À court terme, le gestionnaire d’actifs peut recourir à des sources d’énergie moins émissives. Les gains obtenus varient en fonction des pays. Ainsi, passer d’un approvisionnement d’électricité classique à une électricité de source hydraulique permettra de diviser par dix les émissions de CO2 issues de l’exploitation d’un bâtiment en France et par 80 en Allemagne.

À moyen terme, dans la mesure où les usages sont à l’origine de la majorité des gaspillages énergétiques, le gestionnaire d’actifs devra fédérer locataires et mainteneurs autour de sa démarche afin d’optimiser la gestion énergétique de son parc. À titre d’exemple, l’instrumentation d’un bâtiment, qui permettra une analyse de la répartition des consommations plus précises et donc une analyse des postes où les gains seront les plus importants, permet une optimisation de la gestion de l’énergie pouvant se traduire par une progression de la performance environnementale de l’ordre de 10 %.

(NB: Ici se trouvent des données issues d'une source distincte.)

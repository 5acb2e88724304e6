//! HTTP request plumbing shared by the service clients

use crate::error::Error;
use reqwest::header::{HeaderMap, HeaderValue};
use reqwest::{Client, Method, RequestBuilder};
use serde::{de::DeserializeOwned, Serialize};
use url::Url;

/// Helper for building and executing HTTP requests
pub struct FetchBuilder<'a> {
    client: &'a Client,
    url: String,
    method: Method,
    headers: HeaderMap,
    body: Option<Vec<u8>>,
}

impl<'a> FetchBuilder<'a> {
    /// Create a new FetchBuilder
    pub fn new(client: &'a Client, url: &str, method: Method) -> Self {
        let mut headers = HeaderMap::new();
        headers.insert("Content-Type", HeaderValue::from_static("application/json"));
        headers.insert("X-Client-Info", HeaderValue::from_static("webcarros-client/0.1.0"));

        Self {
            client,
            url: url.to_string(),
            method,
            headers,
            body: None,
        }
    }

    /// Add a header to the request
    pub fn header(mut self, name: &'static str, value: &str) -> Self {
        if let Ok(value) = HeaderValue::from_str(value) {
            self.headers.insert(name, value);
        }
        self
    }

    /// Add bearer token authentication to the request
    pub fn bearer_auth(self, token: &str) -> Self {
        self.header("Authorization", &format!("Bearer {}", token))
    }

    /// Add a JSON body to the request
    pub fn json<T: Serialize>(mut self, body: &T) -> Result<Self, Error> {
        self.body = Some(serde_json::to_vec(body)?);
        Ok(self)
    }

    /// Build the request
    fn build(&self) -> Result<RequestBuilder, Error> {
        let url = Url::parse(&self.url)?;

        let mut req = self.client.request(self.method.clone(), url.as_str());
        req = req.headers(self.headers.clone());

        if let Some(body) = &self.body {
            req = req.body(body.clone());
        }

        Ok(req)
    }

    /// Execute the request and parse the response as JSON
    pub async fn execute<T: DeserializeOwned>(&self) -> Result<T, Error> {
        let response = self.execute_raw().await?;

        if !response.status().is_success() {
            let status = response.status();
            let text = response.text().await.unwrap_or_default();
            return Err(Error::general(format!(
                "Request failed with status {}: {}",
                status, text
            )));
        }

        let result = response.json::<T>().await?;
        Ok(result)
    }

    /// Execute the request and return the raw response without status handling
    pub async fn execute_raw(&self) -> Result<reqwest::Response, Error> {
        let req = self.build()?;
        let response = req.send().await?;
        Ok(response)
    }
}

/// Helper for creating HTTP requests
pub struct Fetch;

impl Fetch {
    /// Create a GET request
    pub fn get<'a>(client: &'a Client, url: &str) -> FetchBuilder<'a> {
        FetchBuilder::new(client, url, Method::GET)
    }

    /// Create a POST request
    pub fn post<'a>(client: &'a Client, url: &str) -> FetchBuilder<'a> {
        FetchBuilder::new(client, url, Method::POST)
    }

    /// Create a DELETE request
    pub fn delete<'a>(client: &'a Client, url: &str) -> FetchBuilder<'a> {
        FetchBuilder::new(client, url, Method::DELETE)
    }
}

À long terme le gestionnaire doit mettre en place des travaux de rénovation énergétique adaptés à chaque bâtiment. Par exemple, le « relamping » (remplacement du système d'éclairage par un dispositif plus économe en énergie) total d’un actif en LED permet de réduire les émissions de GES de l’ordre de 5% ; le remplacement des systèmes de chauffage, de refroidissement et de ventilation peut se traduire par une réduction de 15% des émissions de carbone.

Préserver la valeur

Le monde économique se structure autour de la contrainte carbone. Les initiatives volontaires se multiplient, à l’instar des engagements envers l’initiative net zéro carbone qui devraient se traduire par une décote des loyers et de la valeur des actifs à forte intensité carbone. Inversement, les bâtiments réellement sobres en énergie, devraient bénéficier d’une demande accrue alors même que les premières données semblent indiquer que leur offre sera limitée.   

En Europe, la transition énergétique est aidée par le resserrement de la réglementation qui œuvre à transformer le coût environnemental évoqué ci-dessus en coût économique par l’intermédiaire de politiques de pricing du carbone émis. En suivant une politique environnementale ambitieuse, La Française REM vise à soutenir la valorisation long terme de son parc immobilier et à sortir le patrimoine de ses investisseurs et ses utilisateurs du périmètre de cette taxe à venir.